I forgot to mention the material covered at the top of p111 of MacKay,
which I normally explain in class (Sorry!). It's a way of turning the
guessing game we played into a compression system, if the guesses are made
by a reproducible machine instead of an audience. Non-examinable, but a way
of understanding how sequential guesses could be useful, which you may find
interesting.

The slides also reference some of the history of such guessing games.
Shannon used such games to estimate the entropy of the English language
(possibly as low as 1 bit / character!).


Check your progress
-------------------

Things to try to work out after the lecture:

* Imagine encoding a pair of symbols with dependency described by some
  joint distribution, $P(x_1, x_2)$. If we encoded the symbols
  independently, implicitly assuming $P(x_1, x_2) = P(x_1) P(x_2)$,
  what would be the penalty? (We covered something last time on how to
  answer this question.)
* Does arithmetic coding define an instantaneous code?
* Does arithmetic coding define a complete code?
* In lectures, I skimmed over the details of how an interval was
  defined, and precisely what was required for a binary string to
  encode an interval defined by the model.
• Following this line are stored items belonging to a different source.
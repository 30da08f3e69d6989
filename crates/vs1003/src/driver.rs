//! VS1003 device handle, boot sequence and register-level helpers

use embedded_hal::delay::DelayNs;
use platform::{PinIo, SerialBus, SpiConfig};

use crate::config::Vs1003Config;
use crate::lines::{BusMode, LineControl};
use crate::registers::*;
use crate::session::SessionState;
use crate::{DriverError, Error};

/// VS1003 decoder on a serial bus plus four control lines.
///
/// Owns its bus, pin and delay handles. Every register access and data
/// burst is a blocking transaction that waits for `DREQ` with no timeout;
/// run the driver from a context that may block.
pub struct Vs1003<B, P, D> {
    pub(crate) bus: B,
    pub(crate) lines: LineControl<P>,
    pub(crate) delay: D,
    pub(crate) config: Vs1003Config,
    /// Profile applied around each transaction; the boot profile until
    /// `begin` has set the clock multiplier.
    pub(crate) profile: SpiConfig,
    pub(crate) session: SessionState,
}

impl<B, P, D> Vs1003<B, P, D>
where
    B: SerialBus,
    P: PinIo,
    D: DelayNs,
{
    /// Create the driver. No line or bus is touched until [`begin`](Self::begin).
    pub fn new(bus: B, pins: P, delay: D, config: Vs1003Config) -> Self {
        Self {
            bus,
            lines: LineControl::new(pins, config.pins),
            delay,
            config,
            profile: config.boot_spi,
            session: SessionState::Idle,
        }
    }

    /// Active configuration.
    pub fn config(&self) -> &Vs1003Config {
        &self.config
    }

    /// Which select line is asserted. `Idle` between calls.
    pub fn bus_mode(&self) -> BusMode {
        self.lines.mode()
    }

    /// Give back the bus, pin and delay handles.
    pub fn release(self) -> (B, P, D) {
        (self.bus, self.lines.release(), self.delay)
    }

    /// Hardware reset and bring-up.
    ///
    /// Pulses `xRESET`, declicks the analog stage, sets 44.1 kHz stereo and
    /// the initial volume, soft-resets into native SDI mode, programs
    /// `SCI_CLOCKF` and switches to the fast bus profile. Any open song is
    /// forgotten. Ends with a [`print_details`](Self::print_details) dump.
    pub fn begin(&mut self) -> Result<(), DriverError<B, P>> {
        info!("VS1003: hardware reset");
        self.session = SessionState::Idle;
        self.lines.configure().map_err(Error::Pin)?;
        self.delay.delay_ms(1);

        self.profile = self.config.boot_spi;
        self.lines.set_reset(false).map_err(Error::Pin)?;

        // Keep the analog stage quiet while it powers up.
        self.write_register(SCI_VOL, VOL_POWER_DOWN)?;
        self.write_register(SCI_AUDATA, AUDATA_DECLICK)?;
        self.delay.delay_ms(100);
        self.write_register(SCI_VOL, VOL_SILENT)?;

        self.write_register(SCI_AUDATA, AUDATA_44K1_STEREO)?;
        self.set_volume(self.config.initial_volume)?;

        debug!("VS1003: soft reset");
        self.write_register(SCI_MODE, SM_SDINEW | SM_RESET)?;
        self.delay.delay_ms(1);
        self.lines.await_ready().map_err(Error::Pin)?;

        self.write_register(SCI_CLOCKF, self.config.clock_f)?;
        self.delay.delay_ms(1);
        self.lines.await_ready().map_err(Error::Pin)?;

        self.profile = self.config.spi;
        debug!("VS1003: bus clock {} Hz", self.profile.frequency);

        let dump = self.print_details()?;
        info!("VS1003: ready, chip version {}", dump.version());
        Ok(())
    }

    /// Same attenuation on both channels: 0 loudest, 255 silent.
    pub fn set_volume(&mut self, level: u8) -> Result<(), DriverError<B, P>> {
        self.set_channel_volume(level, level)
    }

    /// Per-channel attenuation in -0.5 dB steps.
    pub fn set_channel_volume(&mut self, left: u8, right: u8) -> Result<(), DriverError<B, P>> {
        self.write_register(SCI_VOL, u16::from_be_bytes([left, right]))
    }

    /// Seconds decoded since the current stream started.
    pub fn decode_time(&mut self) -> Result<u16, DriverError<B, P>> {
        self.read_register(SCI_DECODE_TIME)
    }

    /// Read and log every SCI register. Nothing is written.
    pub fn print_details(&mut self) -> Result<RegisterDump, DriverError<B, P>> {
        let mut values = [0u16; REGISTER_COUNT];
        for (reg, slot) in (0u8..).zip(values.iter_mut()) {
            *slot = self.read_register(reg)?;
        }
        let dump = RegisterDump::new(values);
        for (reg, name, value) in dump.iter() {
            info!("VS1003 {:#x} {} = {:#x}", reg, name, value);
        }
        Ok(dump)
    }
}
The book (see reading,
  below) is more careful, representing an interval from the model like
  this: $[a,b)$. Why is that necessary, and how precisely are the
  intervals matched together?


Recommended reading
-------------------

We've nearly finished the `week 4' slides. I'll probably go over bits
I missed as part of a quick recap next time. Otherwise they may be
self-explanatory(?).

Read **MacKay pp110--116**.